Die Deutschen kommen in die Jahre – und ihre Kaufkraft nimmt zu. Die Unternehmen stellen sich darauf ein – aber nur ganz langsam

Wenn Götz George alias Schimanski bei der Jagd nach einem Verbrecher mal wieder über einen Zaun springt, reiben sich viele Zuschauer die Augen. Immerhin wird George in diesem Jahr 65 – und verzichtet trotzdem in den meisten Szenen auf ein Double.
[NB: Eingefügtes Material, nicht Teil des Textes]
//! Request aggregation across manifests.
//!
//! The [`Aggregator`] turns manifest documents into [`ManifestRecord`]s and
//! folds them into a grand total. It holds no mutable state, so one instance
//! can be shared by the `rayon` workers that process files in parallel.

use super::config::DiscoveryConfig;
use super::manifest::{AdapterRegistry, ManifestHeader};
use super::resources::ResourceMap;
use super::source::{discover_files, read_documents};
use super::types::{AggregationResult, ManifestDocument, ManifestRecord};
use crate::error::{RequestsError, Result};
use log::{debug, info, warn};
use rayon::prelude::*;
use std::path::Path;

/// Outcome of processing one document: a record, a skip, or an error.
type Outcome = Result<Option<ManifestRecord>>;

/// Sums the requests of workload manifests.
#[derive(Debug, Default)]
pub struct Aggregator {
    registry: AdapterRegistry,
    fail_fast: bool,
    parallel: bool,
}

impl Aggregator {
    /// Aggregator for Deployments, Pods and Jobs that keeps going past
    /// failing documents.
    pub fn new() -> Self {
        Self::default()
    }

    /// Use a custom set of adapters.
    pub fn with_registry(mut self, registry: AdapterRegistry) -> Self {
        self.registry = registry;
        self
    }

    /// Stop at the first failing document instead of collecting failures.
    pub fn fail_fast(mut self, fail_fast: bool) -> Self {
        self.fail_fast = fail_fast;
        self
    }

    /// Process files on the `rayon` thread pool.
    pub fn parallel(mut self, parallel: bool) -> Self {
        self.parallel = parallel;
        self
    }

    /// Turn one document into a record.
    ///
    /// Returns `Ok(None)` for documents that are empty, have no adapter for
    /// their kind, or declare no requests at all.
    pub fn process_document(&self, document: &ManifestDocument) -> Outcome {
        let source = &document.source;
        let metadata_error = |e: serde_yaml::Error| RequestsError::MetadataDecode {
            source_id: source.clone(),
            source: e,
        };

        let value: serde_yaml::Value =
            serde_yaml::from_str(&document.content).map_err(metadata_error)?;
        if value.is_null() {
            return Ok(None);
        }
        if !value.is_mapping() {
            return Err(metadata_error(serde::de::Error::custom(
                "manifest is not a mapping",
            )));
        }
        let header: ManifestHeader =
            serde_yaml::from_value(value.clone()).map_err(metadata_error)?;

        let Some(kind) = header.kind.as_deref() else {
            debug!("{source}: no kind, skipping");
            return Ok(None);
        };
        let Some(adapter) = self.registry.get(kind) else {
            debug!("{source}: kind {kind} is not aggregated, skipping");
            return Ok(None);
        };

        let workload = adapter
            .decode(value)
            .map_err(|e| RequestsError::StructuralDecode {
                source_id: source.clone(),
                kind: adapter.kind(),
                source: e,
            })?;

        if let Some(count) = workload.replicas.filter(|n| *n <= 0) {
            warn!("{source}: {kind} declares a count of {count}, counting its pod once");
        }
        let factor = workload.factor();
        let requests = workload
            .pod_spec
            .requests(source)?
            .scale(factor)
            .map_err(|e| RequestsError::Arithmetic {
                context: source.to_string(),
                source: e,
            })?;

        if requests.is_empty() {
            debug!("{source}: {kind} declares no requests, skipping");
            return Ok(None);
        }

        info!(
            "{source}: {kind} {}/{} x{factor}",
            header.namespace().unwrap_or_default(),
            header.name().unwrap_or_default()
        );
        Ok(Some(ManifestRecord {
            kind: adapter.kind(),
            api_version: header.api_version.clone(),
            namespace: header.namespace().map(String::from),
            name: header.name().map(String::from),
            source: source.clone(),
            factor,
            requests,
        }))
    }

    /// Aggregate documents in the given order.
    pub fn aggregate<I>(&self, documents: I) -> Result<AggregationResult>
    where
        I: IntoIterator<Item = ManifestDocument>,
    {
        let mut accumulator = Accumulator::new(self.fail_fast);
        for document in documents {
            accumulator.push(self.process_document(&document))?;
        }
        accumulator.finish()
    }

    /// Discover, read and aggregate every manifest under `root`.
    ///
    /// Records keep discovery order whether or not files are processed in
    /// parallel.
    pub fn aggregate_path(&self, root: &Path, config: &DiscoveryConfig) -> Result<AggregationResult> {
        let discovery = discover_files(root, config)?;
        let mut accumulator = Accumulator::new(self.fail_fast);
        for error in discovery.errors {
            accumulator.push(Err(error))?;
        }

        if self.parallel {
            let per_file: Vec<Vec<Outcome>> = discovery
                .files
                .par_iter()
                .map(|path| self.process_file(path))
                .collect();
            for outcome in per_file.into_iter().flatten() {
                accumulator.push(outcome)?;
            }
        } else {
            for path in &discovery.files {
                for outcome in self.process_file(path) {
                    accumulator.push(outcome)?;
                }
            }
        }

        accumulator.finish()
    }

    fn process_file(&self, path: &Path) -> Vec<Outcome> {
        debug!("Reading {}", path.display());
        match read_documents(path) {
            Ok(documents) => documents
                .iter()
                .map(|document| self.process_document(document))
                .collect(),
            Err(e) => vec![Err(e)],
        }
    }
}

/// Records and failures gathered so far in one run.
struct Accumulator {
    fail_fast: bool,
    records: Vec<ManifestRecord>,
    failures: Vec<RequestsError>,
}

impl Accumulator {
    fn new(fail_fast: bool) -> Self {
        Self {
            fail_fast,
            records: Vec::new(),
            failures: Vec::new(),
        }
    }

    fn push(&mut self, outcome: Outcome) -> Result<()> {
        match outcome {
            Ok(Some(record)) => self.records.push(record),
            Ok(None) => {}
            Err(e) if self.fail_fast => return Err(e),
            Err(e) => {
                warn!("{e}");
                self.failures.push(e);
            }
        }
        Ok(())
    }

    fn finish(self) -> Result<AggregationResult> {
        let total = ResourceMap::sum(self.records.iter().map(|r| &r.requests)).map_err(|e| {
            RequestsError::Arithmetic {
                context: "grand total".to_string(),
                source: e,
            }
        })?;

        Ok(AggregationResult {
            records: self.records,
            total,
            failures: self.failures,
        })
    }
}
In das gängige Bild von den Alten passt der Schauspieler nicht. „Ältere Menschen sind flexibler, wohlhabender und fitter als früher“, sagt Wolfgang Twardawa, Marktforscher bei der Gesellschaft für Konsumforschung (GfK). „Für die Industrie ist das eine Riesenchance.“ Welche Zielgruppe hat schon so viel Geld in der Tasche und will eigentlich nur eines: das Leben genießen. „Trotzdem ist das noch nicht in den Köpfen der Marketingmanager“, sagt Twardawa.

Dabei hat die Generation „60-plus“ einiges an Kaufkraft zu bieten. Nach Berechnungen des Deutschen Instituts für Wirtschaftsforschung verfügen die über 60-Jährigen über eine Kaufkraft von rund sieben Milliarden Euro – pro Monat. Da es immer mehr alte Menschen gibt, steigt auch deren verfügbares Einkommen in den kommenden Jahrzehnten stetig an. Sind heute noch rund 21 Prozent der in Deutschland lebenden Menschen über 60 Jahre alt, werden es im Jahr 2030 schon 35 Prozent sein.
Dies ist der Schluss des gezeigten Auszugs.